What you are asked to do: Go through the data below. Pull out every line that has the word "Debug".

START Record set

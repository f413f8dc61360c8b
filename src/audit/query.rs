//! Filtering and pagination over audit entries.

use super::AuditEntry;
use chrono::{DateTime, Utc};
use serde::{Deserialize, Serialize};

pub const DEFAULT_LIMIT: usize = 50;
pub const MAX_LIMIT: usize = 100;

/// Filter over the audit trail.
///
/// Unset fields match everything. `action` matches by substring so that
/// `"vehicle."` selects every vehicle action; all other text fields match
/// exactly. The time range is inclusive at both ends.
#[derive(Clone, Debug, PartialEq, Eq, Serialize, Deserialize)]
#[serde(default)]
pub struct AuditQuery {
    pub entity_type: Option<String>,
    pub entity_id: Option<String>,
    pub actor_id: Option<String>,
    pub action: Option<String>,
    pub branch_id: Option<String>,
    pub from: Option<DateTime<Utc>>,
    pub to: Option<DateTime<Utc>>,
    /// 1-based page number.
    pub page: usize,
    pub limit: usize,
}

impl Default for AuditQuery {
    fn default() -> Self {
        Self {
            entity_type: None,
            entity_id: None,
            actor_id: None,
            action: None,
            branch_id: None,
            from: None,
            to: None,
            page: 1,
            limit: DEFAULT_LIMIT,
        }
    }
}

/// One page of query results, newest first.
#[derive(Clone, Debug, PartialEq, Serialize)]
pub struct AuditPage {
    pub entries: Vec<AuditEntry>,
    pub total: usize,
    pub page: usize,
    pub limit: usize,
    pub total_pages: usize,
}

impl AuditQuery {
    pub fn new() -> Self {
        Self::default()
    }

    pub fn entity(mut self, entity_type: impl Into<String>, entity_id: impl Into<String>) -> Self {
        self.entity_type = Some(entity_type.into());
        self.entity_id = Some(entity_id.into());
        self
    }

    pub fn entity_type(mut self, entity_type: impl Into<String>) -> Self {
        self.entity_type = Some(entity_type.into());
        self
    }

    pub fn actor(mut self, actor_id: impl Into<String>) -> Self {
        self.actor_id = Some(actor_id.into());
        self
    }

    pub fn action(mut self, action: impl Into<String>) -> Self {
        self.action = Some(action.into());
        self
    }

    pub fn branch(mut self, branch_id: impl Into<String>) -> Self {
        self.branch_id = Some(branch_id.into());
        self
    }

    pub fn between(mut self, from: Option<DateTime<Utc>>, to: Option<DateTime<Utc>>) -> Self {
        self.from = from;
        self.to = to;
        self
    }

    /// Select a page. Page 0 is treated as page 1 and the limit is clamped
    /// to `1..=MAX_LIMIT`.
    pub fn page(mut self, page: usize, limit: usize) -> Self {
        self.page = page;
        self.limit = limit;
        self
    }

    pub fn matches(&self, entry: &AuditEntry) -> bool {
        fn eq(filter: &Option<String>, value: &str) -> bool {
            filter.as_deref().map_or(true, |f| f == value)
        }

        eq(&self.entity_type, &entry.entity_type)
            && eq(&self.entity_id, &entry.entity_id)
            && eq(&self.actor_id, &entry.actor_id)
            && self
                .action
                .as_deref()
                .map_or(true, |a| entry.action.contains(a))
            && self
                .branch_id
                .as_deref()
                .map_or(true, |b| entry.branch_id.as_deref() == Some(b))
            && self.from.map_or(true, |from| entry.timestamp >= from)
            && self.to.map_or(true, |to| entry.timestamp <= to)
    }

    /// Run the query over entries stored oldest first.
    pub fn run(&self, entries: &[AuditEntry]) -> AuditPage {
        let page = self.page.max(1);
        let limit = self.limit.clamp(1, MAX_LIMIT);

        let matching: Vec<&AuditEntry> = entries.iter().rev().filter(|e| self.matches(e)).collect();
        let total = matching.len();

        let entries = matching
            .into_iter()
            .skip((page - 1).saturating_mul(limit))
            .take(limit)
            .cloned()
            .collect();

        AuditPage {
            entries,
            total,
            page,
            limit,
            total_pages: total.div_ceil(limit),
        }
    }
}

END Record set

Written response:
#[derive(Clone, Debug, PartialEq, Eq, Serialize, Deserialize)]
#[derive(Clone, Debug, PartialEq, Serialize)]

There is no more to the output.